As a profesional game dev working on AAA titles I can tell you. Reason number 1 is C++ and C will compile and run on any platform say a PS3 or an NDS. Next platform makers only provide robust C libraries to interface with hardware. The reason behind this is C and C++ are free, and not owned by one corporation, and because they were designed for close to the metal low level programming. This means game devs need to know C/C++ which forms a feedback loop. However many devs nowadays make their toolsets in C# or Java, but that's because performance isn't critical.

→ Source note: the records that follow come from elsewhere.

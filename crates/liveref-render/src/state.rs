//! Per-node resolution state

use liveref_resolve::{ResolutionError, ResolutionResult, ResolvedEntity};
use std::sync::Arc;

/// Local view state of one mounted reference node
///
/// Loading and failure are distinct observable states.
#[derive(Debug, Clone, Default, PartialEq)]
pub enum ViewState {
    /// Resolution still in flight
    #[default]
    Loading,
    /// Resolved snapshot, shared with every node on the same key
    Ready(Arc<ResolvedEntity>),
    /// Resolution failed
    Failed(ResolutionError),
}

impl ViewState {
    /// Whether resolution has not settled yet
    #[inline]
    #[must_use]
    pub fn is_loading(&self) -> bool {
        matches!(self, Self::Loading)
    }

    /// Resolved snapshot, if ready
    #[inline]
    #[must_use]
    pub fn entity(&self) -> Option<&Arc<ResolvedEntity>> {
        match self {
            Self::Ready(entity) => Some(entity),
            _ => None,
        }
    }

    /// Short state name for logs and markup classes
    #[inline]
    #[must_use]
    pub fn name(&self) -> &'static str {
        match self {
            Self::Loading => "loading",
            Self::Ready(_) => "ready",
            Self::Failed(_) => "failed",
        }
    }
}

impl From<ResolutionResult<Arc<ResolvedEntity>>> for ViewState {
    fn from(result: ResolutionResult<Arc<ResolvedEntity>>) -> Self {
        match result {
            Ok(entity) => Self::Ready(entity),
            Err(e) => Self::Failed(e),
        }
    }
}
//! HTML fragment helpers
//!
//! Every interpolated value goes through [`text`] or [`attr`].

use quick_xml::escape::escape;
use std::borrow::Cow;
use std::fmt::Write;

/// Escape text content
#[inline]
#[must_use]
pub fn text(raw: &str) -> Cow<'_, str> {
    escape(raw)
}

/// Escape an attribute value
#[inline]
#[must_use]
pub fn attr(raw: &str) -> Cow<'_, str> {
    escape(raw)
}

/// Optional `<span>` around escaped text
pub(crate) fn push_text_span(out: &mut String, class: &str, value: Option<&str>) {
    if let Some(value) = value {
        let _ = write!(out, "<span class=\"{class}\">{}</span>", text(value));
    }
}

/// Outbound link around already escaped inner content, or the content alone
#[must_use]
pub(crate) fn link(href: Option<&str>, inner: &str) -> String {
    match href {
        Some(href) => format!(
            "<a href=\"{}\" rel=\"sponsored noopener\" target=\"_blank\">{inner}</a>",
            attr(href)
        ),
        None => inner.to_string(),
    }
}

/// Image tag, or nothing
pub(crate) fn push_image(out: &mut String, src: Option<&str>, alt: &str) {
    if let Some(src) = src {
        let _ = write!(
            out,
            "<img class=\"liveref-image\" src=\"{}\" alt=\"{}\" loading=\"lazy\">",
            attr(src),
            attr(alt)
        );
    }
}

/// Format a price with its currency symbol
#[must_use]
pub fn money(value: f64, currency: Option<&str>) -> String {
    match currency.map(str::to_ascii_uppercase).as_deref() {
        None | Some("USD") => format!("${value:.2}"),
        Some("EUR") => format!("€{value:.2}"),
        Some("GBP") => format!("£{value:.2}"),
        Some("JPY") => format!("¥{value:.0}"),
        Some(other) => format!("{value:.2} {other}"),
    }
}

/// Group an integer with thousands separators
#[must_use]
pub fn grouped(value: u64) -> String {
    let digits = value.to_string();
    let mut out = String::with_capacity(digits.len() + digits.len() / 3);
    for (i, c) in digits.chars().enumerate() {
        if i > 0 && (digits.len() - i) % 3 == 0 {
            out.push(',');
        }
        out.push(c);
    }
    out
}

Now this posture might seem fanatic to most web developers, but games need to process entire slices of complex simulations and rendering upto 60 times per second, few web apps are bound to stay within that latency rate, so the needs are different.And same reason few web services are produced with C++.
However high level AI, and gameplay( the rules ) are scripted because of the development speed increase and ability to fine tune the game. Also because this amounts to about roughly 15% of the resources, so we can splurge here, and let the designers do their job. Also note that coding a fexible rule system would take about the same resources anyways even if done in C++. Oh and not all platforms allow Jit code which would be nice :)
And of course as mentioned memory control, if you use even 1 byte more memory than provided by the hardware, it doesn't slow down like a PC. It crashes. So we love our naked pointers, custom allocators and RAII.